We, as human beings, can get really hang up on something we think at the time is so important when in reality it doesn’t matter at all in the scheme of life. In comparison with everything we face… (love, loss, financial hardships, friendships that come and go, career changes, buying or losing a home, injuries, and everything that we go through good and bad) nothing is so much of a reality check as a death in the family. It is hands down the hardest thing to go through and the hardest thing to accept.
How do you not have regrets over the past? It’s hard to not kick yourself for not visiting enough, not calling enough, not saying certain things because…well, no good reason. How do you accept that they are not ever going to be there again? They are really not going to be there. It’s almost inconceivable.
I feel terrible that I was going crazy wondering “when will they ever set a closing date that they will stick to?” when it just doesn’t seem that important anymore. The date will be set, we will close and begin renovations, we will move in…all of this I have some control over. All of these things will happen in time, and if they don’t my world will not end. I still have a life to live and a family to love and take care of.

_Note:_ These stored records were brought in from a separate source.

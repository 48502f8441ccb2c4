//
// Copyright 2026 Hans W. Uhlig. All Rights Reserved.
//
// Licensed under the Apache License, Version 2.0 (the "License");
// you may not use this file except in compliance with the License.
// You may obtain a copy of the License at
//
//      http://www.apache.org/licenses/LICENSE-2.0
//
// Unless required by applicable law or agreed to in writing, software
// distributed under the License is distributed on an "AS IS" BASIS,
// WITHOUT WARRANTIES OR CONDITIONS OF ANY KIND, either express or implied.
// See the License for the specific language governing permissions and
// limitations under the License.
//


#![doc = include_str!("../../README.md")]
#![allow(clippy::module_inception)]
#![warn(missing_docs)]
#![warn(clippy::all)]
#![deny(unsafe_code)]

//! ## Architecture
//!
//! - **[`capabilities`]**: What a transport type can do, and negotiation
//!   between two descriptors
//! - **[`selection`]**: Requirements, matching, selectors and the default
//!   fallback
//! - **[`factory`]**: The factory interface the registry delegates creation to
//! - **[`registry`]**: The [`TransportRegistry`] facade, its configuration and
//!   selection metrics
//!
//! ## Feature flags
//!
//! - `tracing` (default): structured logs of registration and selection
//! - `observability` (default): selection counters exported through `metrics`
//! - `serde` (default): serde support for capabilities and configuration

pub mod capabilities;
pub mod error;
pub mod factory;
pub mod registry;
pub mod selection;

pub use capabilities::{Capabilities, CompressionType, SecurityFeature};
pub use error::{log_error, SwitchyardError};
pub use factory::{CreationError, TransportFactory};
pub use registry::{RegistryConfig, RegistryError, TransportInfo, TransportRegistry};
pub use selection::{CapabilitySelector, Requirements, TransportSelector};
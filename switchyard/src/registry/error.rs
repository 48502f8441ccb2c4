//
// Copyright 2026 Hans W. Uhlig. All Rights Reserved.
//
// Licensed under the Apache License, Version 2.0 (the "License");
// you may not use this file except in compliance with the License.
// You may obtain a copy of the License at
//
//      http://www.apache.org/licenses/LICENSE-2.0
//
// Unless required by applicable law or agreed to in writing, software
// distributed under the License is distributed on an "AS IS" BASIS,
// WITHOUT WARRANTIES OR CONDITIONS OF ANY KIND, either express or implied.
// See the License for the specific language governing permissions and
// limitations under the License.
//


//! Registry error types.

use std::time::Duration;
use thiserror::Error;

/// Errors that can occur while selecting a transport.
///
/// Registration never fails, so every variant comes from selection. Selector
/// implementations return these to decline; the registry treats any selector
/// error as "try the next one" and only surfaces errors from the final stage.
///
/// # Examples
///
/// ```rust
/// use switchyard::registry::RegistryError;
///
/// let error = RegistryError::no_suitable_transport("nothing supports streaming");
/// assert!(error.is_no_suitable_transport());
/// assert_eq!(
///     error.to_string(),
///     "no suitable transport: nothing supports streaming"
/// );
/// ```
#[derive(Debug, Clone, PartialEq, Eq, Error)]
pub enum RegistryError {
    /// The factory reports no transport types at all.
    #[error("no transports available")]
    NoTransportsAvailable,

    /// Transports exist but none could be chosen.
    #[error("no suitable transport: {reason}")]
    NoSuitableTransport {
        /// Why nothing was chosen
        reason: String,
    },

    /// A selector failed for its own reasons.
    #[error("selector {selector} failed: {reason}")]
    SelectorFailed {
        /// Name of the selector
        selector: String,
        /// Description of the failure
        reason: String,
    },

    /// A selector did not answer within the configured timeout.
    #[error("selector {selector} timed out after {duration:?}")]
    SelectorTimeout {
        /// Name of the selector
        selector: String,
        /// The timeout that was exceeded
        duration: Duration,
    },
}

impl RegistryError {
    /// Shorthand for [`RegistryError::NoSuitableTransport`].
    pub fn no_suitable_transport(reason: impl Into<String>) -> Self {
        RegistryError::NoSuitableTransport {
            reason: reason.into(),
        }
    }

    /// Returns `true` if no transports are registered with the factory.
    pub fn is_no_transports_available(&self) -> bool {
        matches!(self, RegistryError::NoTransportsAvailable)
    }

    /// Returns `true` if transports exist but none could be chosen.
    pub fn is_no_suitable_transport(&self) -> bool {
        matches!(self, RegistryError::NoSuitableTransport { .. })
    }

    /// Returns `true` if this error originated in a selector.
    pub fn is_selector_error(&self) -> bool {
        matches!(
            self,
            RegistryError::SelectorFailed { .. } | RegistryError::SelectorTimeout { .. }
        )
    }

    /// Returns `true` if this error is a selector timeout.
    pub fn is_timeout(&self) -> bool {
        matches!(self, RegistryError::SelectorTimeout { .. })
    }
}
//
// Copyright 2026 Hans W. Uhlig. All Rights Reserved.
//
// Licensed under the Apache License, Version 2.0 (the "License");
// you may not use this file except in compliance with the License.
// You may obtain a copy of the License at
//
//      http://www.apache.org/licenses/LICENSE-2.0
//
// Unless required by applicable law or agreed to in writing, software
// distributed under the License is distributed on an "AS IS" BASIS,
// WITHOUT WARRANTIES OR CONDITIONS OF ANY KIND, either express or implied.
// See the License for the specific language governing permissions and
// limitations under the License.
//


//! Selection counters.
//!
//! Counters are atomics so concurrent selections never contend on a lock.
//! With the `observability` feature each event is also forwarded to the
//! `metrics` facade under the `switchyard.selection.*` names.

use crate::selection::SelectionSource;
use std::sync::atomic::{AtomicU64, Ordering};

/// Live selection counters owned by a registry.
#[derive(Debug, Default)]
pub struct SelectionMetrics {
    preferred: AtomicU64,
    selector: AtomicU64,
    default: AtomicU64,
    degraded: AtomicU64,
    failures: AtomicU64,
    selector_declines: AtomicU64,
}

impl SelectionMetrics {
    /// Creates a new set of zeroed counters.
    #[must_use]
    pub fn new() -> Self {
        Self::default()
    }

    /// Records a successful selection.
    pub fn record_selection(&self, source: &SelectionSource) {
        let counter = match source {
            SelectionSource::Preferred => &self.preferred,
            SelectionSource::Selector(_) => &self.selector,
            SelectionSource::Default => &self.default,
            SelectionSource::Degraded => &self.degraded,
        };
        counter.fetch_add(1, Ordering::Relaxed);
        #[cfg(feature = "observability")]
        {
            let source = match source {
                SelectionSource::Preferred => "preferred",
                SelectionSource::Selector(_) => "selector",
                SelectionSource::Default => "default",
                SelectionSource::Degraded => "degraded",
            };
            ::metrics::counter!("switchyard.selection.success", "source" => source).increment(1);
        }
    }

    /// Records a selection that returned an error.
    pub fn record_failure(&self) {
        self.failures.fetch_add(1, Ordering::Relaxed);
        #[cfg(feature = "observability")]
        ::metrics::counter!("switchyard.selection.failures").increment(1);
    }

    /// Records a selector that declined, failed, timed out, or proposed an
    /// ineligible transport.
    pub fn record_selector_decline(&self) {
        self.selector_declines.fetch_add(1, Ordering::Relaxed);
        #[cfg(feature = "observability")]
        ::metrics::counter!("switchyard.selection.selector_declines").increment(1);
    }

    /// Returns a point-in-time copy of the counters.
    #[must_use]
    pub fn snapshot(&self) -> SelectionStats {
        SelectionStats {
            preferred: self.preferred.load(Ordering::Relaxed),
            selector: self.selector.load(Ordering::Relaxed),
            default: self.default.load(Ordering::Relaxed),
            degraded: self.degraded.load(Ordering::Relaxed),
            failures: self.failures.load(Ordering::Relaxed),
            selector_declines: self.selector_declines.load(Ordering::Relaxed),
        }
    }

    /// Resets every counter to zero.
    pub fn reset(&self) {
        self.preferred.store(0, Ordering::Relaxed);
        self.selector.store(0, Ordering::Relaxed);
        self.default.store(0, Ordering::Relaxed);
        self.degraded.store(0, Ordering::Relaxed);
        self.failures.store(0, Ordering::Relaxed);
        self.selector_declines.store(0, Ordering::Relaxed);
    }
}

/// Copy of [`SelectionMetrics`] at one point in time.
#[derive(Debug, Clone, Copy, Default, PartialEq, Eq)]
pub struct SelectionStats {
    /// Selections satisfied from the preferred list
    pub preferred: u64,
    /// Selections made by a selector
    pub selector: u64,
    /// Selections made by the default first-match rule
    pub default: u64,
    /// Selections that fell back to the highest priority transport
    pub degraded: u64,
    /// Selections that returned an error
    pub failures: u64,
    /// Selector calls that did not produce a usable answer
    pub selector_declines: u64,
}

impl SelectionStats {
    /// Total number of successful selections.
    #[must_use]
    pub fn total_selections(&self) -> u64 {
        self.preferred + self.selector + self.default + self.degraded
    }
}

#[cfg(test)]
mod tests {
    use super::*;

    #[test]
    fn test_record_by_source() {
        let metrics = SelectionMetrics::new();
        metrics.record_selection(&SelectionSource::Preferred);
        metrics.record_selection(&SelectionSource::Selector("s".into()));
        metrics.record_selection(&SelectionSource::Selector("t".into()));
        metrics.record_selection(&SelectionSource::Default);
        metrics.record_selection(&SelectionSource::Degraded);

        let stats = metrics.snapshot();
        assert_eq!(stats.preferred, 1);
        assert_eq!(stats.selector, 2);
        assert_eq!(stats.default, 1);
        assert_eq!(stats.degraded, 1);
        assert_eq!(stats.total_selections(), 5);
    }

    #[test]
    fn test_failures_and_declines() {
        let metrics = SelectionMetrics::new();
        metrics.record_failure();
        metrics.record_selector_decline();
        metrics.record_selector_decline();

        let stats = metrics.snapshot();
        assert_eq!(stats.failures, 1);
        assert_eq!(stats.selector_declines, 2);
        assert_eq!(stats.total_selections(), 0);
    }

    #[test]
    fn test_reset() {
        let metrics = SelectionMetrics::new();
        metrics.record_selection(&SelectionSource::Default);
        metrics.record_failure();
        metrics.reset();
        assert_eq!(metrics.snapshot(), SelectionStats::default());
    }
}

I was taking advantage of things and forgot to count my blessings everyday I woke up. I forgot that it could be so much worse until it became so.
My hard learned lesson that I mean to pass on is this: Don’t forget to tell someone you love them now while you still can. Don’t put off visiting them because they are far away. That’s all the more reason why you should. Your visit is probably long over due. Don’t not call because you don’t know what to say. It’s worth the call just to hear them breathing…trust me. Don’t get caught up in those minor life inconveniences when things could be so much worse. Be thankful for what and who you do have.